You are viewing a plain text version of this content. The canonical link for it is here.

Posted to user@manifoldcf.apache.org by ritika jain <ri...@gmail.com> on 2020/05/11 13:35:17 UTC

Re: Extraction and storing parent URL while crawling

Hello Users,

Can anybody please revert on this. It would be highly appreciated.
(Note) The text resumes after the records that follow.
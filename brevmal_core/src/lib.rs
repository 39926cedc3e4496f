//! `brevmal_core` is the core library for brevmal, a document template hub
//! for branded correspondence. It discovers merge-field tags in stored
//! documents, resolves them against user overrides and sample data, splices
//! in shared resource fragments and renders the result for print, desktop
//! email, mobile email or SMS.
//!
//! ## Rendering Pipeline
//!
//! ```text
//! Stored document + metadata
//!   → Injector (fetches header/footer, replaces resource markers with fragments)
//!   → Tag scanner (collects `[[name]]` or `[name]` tags in discovery order)
//!   → Resolver (override → sample → literal fallback, one pass per tag)
//!   → Channel renderer (HTML shell for print and email, plain body for SMS)
//! ```
//!
//! Injection always runs before scanning, so tags carried by fragments are
//! resolved together with the body.
//!
//! ## Modules
//!
//! - [`config`]: Configuration loading from `brevmal.toml`.
//! - [`version`]: The `<base>.v<N>.html` filename codec and version lineages.
//!
//! ## Key Types
//!
//! - [`Dialect`]: Double-bracket tags for print and email, single-bracket
//!   tags for SMS. Chosen from the document path.
//! - [`Resolver`]: Layered value resolution for one dialect.
//! - [`MarkerPattern`]: Which elements request resource fragments.
//! - [`RenderTarget`]: The four presentation channels.
//! - [`Pipeline`]: Reads a document and its fragments and renders it.
//! - [`DocumentLibrary`]: Create, duplicate, save and delete documents.
//! - [`SanitizerBatch`]: Migrates legacy documents into a clean store.
//!
//! ## Quick Start
//!
//! ```rust,no_run
//! use std::collections::HashMap;
//! use std::path::Path;
//!
//! use brevmal_core::BrevmalConfig;
//! use brevmal_core::DocumentPath;
//! use brevmal_core::Pipeline;
//! use brevmal_core::RenderTarget;
//!
//! let root = Path::new(".");
//! let config = BrevmalConfig::load_or_default(root).unwrap();
//! let documents = config.document_store(root).unwrap();
//! let fragments = config.fragment_store(root);
//! let sample = config.load_sample(root).unwrap();
//!
//! let pipeline = Pipeline::new(&documents, &fragments, &config.render);
//! let path = DocumentPath::new("salg/kontrakt.html").unwrap();
//! let overrides: HashMap<String, String> = HashMap::new();
//! let rendered = pipeline
//! 	.render_document(&path, RenderTarget::Print, &overrides, &sample)
//! 	.unwrap();
//!
//! for warning in &rendered.warnings {
//! 	eprintln!("warning: {warning}");
//! }
//! println!("{}", rendered.content);
//! ```

pub use config::*;
pub use document::*;
pub use error::*;
pub use inject::*;
pub use markup::*;
pub use pipeline::*;
pub use position::*;
pub use render::*;
pub use sanitize::*;
pub use store::*;
pub use tags::*;
pub use values::*;
pub use version::Lineage;
pub use version::LineageEntry;
pub use version::VersionedName;

pub mod config;
mod document;
#[allow(unused_assignments)]
mod error;
mod inject;
mod markup;
mod pipeline;
mod position;
mod render;
mod sanitize;
mod store;
mod tags;
mod values;
pub mod version;

#[cfg(test)]
mod __fixtures;
#[cfg(test)]
mod __tests;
On Fri, Apr 3, 2020 at 2:28 PM ritika jain <ri...@gmail.com> wrote:

> Hi All,
> I am using Manifoldcf 2.14 to crawl data from a website using Web as Repo
> connector and Elastic Search as output connector,
> I want to get some knowledge about the crawling framework/hierarchy used
> by the webcrawler.
> As far as I know or I understand the crawling of the URL's works in the
> manner of tree structure.
>
> I want to know if there is any functionality supported by manifoldcf as of
> now to store parent URL of a document
> For example seed URL is: www.example.com. and at document queue 80th
> number our document identifier is
> www.example.com/education/univeristy/234.html.
>
> Is there any way manifolcf is storing the back traced URL's, that means by
> following which hierarchy level the 80th document has came from.
> Like to store 79th, 78th,77th level of document crawl to reach 80th number
> of documents followed by seed document.
>
> Is this crawling hierarchy (if only level also), is being stored somewhere
> in manifoldcf code yet. If yes does this framework code is present in the
> form of jar.?? helpful or if not in jar any clue to which Java file this
> logic is being implemented, will be really.
>
> Any kind of clue or help will be really appreciated.
>
> Many Thanks
> Ritika
>
>